Saying that, 90% is Pretty high. 

If you going to to send a Wang portrait, (not that i ever have) put a cape on it or a crown, or both, try a luchador mask. I've gone to far.


----------



## Hozay J Garseeya (Apr 4, 2014)

Just added you guys. I'm going to send you so many dick pics.


----------



## biglynch (Apr 4, 2014)

Hozay J Garseeya said:


> Just added you guys. I'm going to send you so many dick pics.


Luchador mask!


----------



## x0emnem0x (Apr 5, 2014)

My kik and Snapchat are the same:* itsthesherf*
Add me.
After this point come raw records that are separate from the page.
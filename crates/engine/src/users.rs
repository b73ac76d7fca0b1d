//! User accounts.
//!
//! Passwords are stored as Argon2 PHC strings, never in clear.

use chrono::{DateTime, Utc};
use sea_orm::{ActiveValue, entity::prelude::*};
use serde::{Deserialize, Serialize};

use crate::{EngineError, ResultEngine, Status};

pub const ORDERABLE_COLUMNS: &[&str] = &[
    "id",
    "username",
    "level_manage",
    "status_id",
    "created_at",
    "updated_at",
];

/// Coarse role gating protected routes.
#[derive(Clone, Copy, Debug, Default, PartialEq, Eq, Hash, Serialize, Deserialize)]
pub enum ManagementLevel {
    Admin,
    #[default]
    User,
}

impl ManagementLevel {
    pub fn as_i32(self) -> i32 {
        match self {
            Self::Admin => 1,
            Self::User => 2,
        }
    }

    /// Zero counts as "not supplied".
    pub fn from_input(raw: Option<i32>) -> ResultEngine<Option<Self>> {
        match raw {
            None | Some(0) => Ok(None),
            Some(value) => Self::try_from(value).map(Some),
        }
    }
}

impl TryFrom<i32> for ManagementLevel {
    type Error = EngineError;

    fn try_from(value: i32) -> Result<Self, Self::Error> {
        match value {
            1 => Ok(Self::Admin),
            2 => Ok(Self::User),
            other => Err(EngineError::InvalidInput(format!(
                "invalid level_manage: {other}"
            ))),
        }
    }
}

#[derive(Clone, Debug, PartialEq, Eq)]
pub struct User {
    pub id: i32,
    pub username: String,
    pub password_hash: String,
    pub level: ManagementLevel,
    pub status: Status,
    pub created_at: DateTime<Utc>,
    pub updated_at: DateTime<Utc>,
    pub deleted_at: Option<DateTime<Utc>>,
}

impl User {
    pub fn new(
        username: String,
        password_hash: String,
        level: ManagementLevel,
        status: Status,
    ) -> Self {
        let now = Utc::now();
        Self {
            id: 0,
            username,
            password_hash,
            level,
            status,
            created_at: now,
            updated_at: now,
            deleted_at: None,
        }
    }
}

/// The caller behind a verified bearer token.
#[derive(Clone, Debug, PartialEq, Eq)]
pub struct AuthenticatedUser {
    pub id: i32,
    pub username: String,
    pub level: ManagementLevel,
}

/// Result of a successful login.
#[derive(Clone, Debug, PartialEq, Eq)]
pub struct Session {
    pub token: String,
    pub level: ManagementLevel,
    pub user_id: i32,
}

#[derive(Clone, Debug, Default)]
pub struct UserFilter {
    pub id: Option<i32>,
    /// Substring match.
    pub username: Option<String>,
    pub level: Option<ManagementLevel>,
    /// `None` lists active users only.
    pub status: Option<Status>,
}

#[derive(Clone, Debug, PartialEq, DeriveEntityModel)]
#[sea_orm(table_name = "user")]
pub struct Model {
    #[sea_orm(primary_key)]
    pub id: i32,
    #[sea_orm(unique)]
    pub username: String,
    pub password: String,
    pub level_manage: i32,
    pub status_id: i32,
    pub created_at: DateTimeUtc,
    pub updated_at: DateTimeUtc,
    pub deleted_at: Option<DateTimeUtc>,
}

#[derive(Copy, Clone, Debug, EnumIter, DeriveRelation)]
pub enum Relation {
    #[sea_orm(has_many = "super::user_tokens::Entity")]
    Tokens,
}

impl Related<super::user_tokens::Entity> for Entity {
    fn to() -> RelationDef {
        Relation::Tokens.def()
    }
}

impl ActiveModelBehavior for ActiveModel {}

impl From<&User> for ActiveModel {
    fn from(user: &User) -> Self {
        Self {
            id: if user.id == 0 {
                ActiveValue::NotSet
            } else {
                ActiveValue::Set(user.id)
            },
            username: ActiveValue::Set(user.username.clone()),
            password: ActiveValue::Set(user.password_hash.clone()),
            level_manage: ActiveValue::Set(user.level.as_i32()),
            status_id: ActiveValue::Set(user.status.as_i32()),
            created_at: ActiveValue::Set(user.created_at),
            updated_at: ActiveValue::Set(user.updated_at),
            deleted_at: ActiveValue::Set(user.deleted_at),
        }
    }
}

impl TryFrom<Model> for User {
    type Error = EngineError;

    fn try_from(model: Model) -> Result<Self, Self::Error> {
        Ok(Self {
            id: model.id,
            username: model.username,
            password_hash: model.password,
            level: ManagementLevel::try_from(model.level_manage)?,
            status: Status::try_from(model.status_id)?,
            created_at: model.created_at,
            updated_at: model.updated_at,
            deleted_at: model.deleted_at,
        })
    }
}
pub use sea_orm_migration::prelude::*;

mod m20250826_143000_category;
mod m20250826_143100_user;
mod m20250826_143200_user_token;
mod m20250826_143300_tag;
mod m20250826_143400_purchase;

pub struct Migrator;

#[async_trait::async_trait]
impl MigratorTrait for Migrator {
    fn migrations() -> Vec<Box<dyn MigrationTrait>> {
        vec![
            Box::new(m20250826_143000_category::Migration),
            Box::new(m20250826_143100_user::Migration),
            Box::new(m20250826_143200_user_token::Migration),
            Box::new(m20250826_143300_tag::Migration),
            Box::new(m20250826_143400_purchase::Migration),
        ]
    }
}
Go cray.


----------



## BigChaz (Apr 5, 2014)

Hozay sent me a picture of his chicken and biscuits today.

Anyways, fuck you Hozay. That was one of the most delicious looking things I have ever seen in my entire life. Now I know what I don't have.

I really need to specify this is not a euphemism. I feel like I am treading dangerous water with this wording.


----------



## lucca23v2 (Apr 5, 2014)

all of my chat programs are under the same handle. It makes it easier for my old brain to remember.....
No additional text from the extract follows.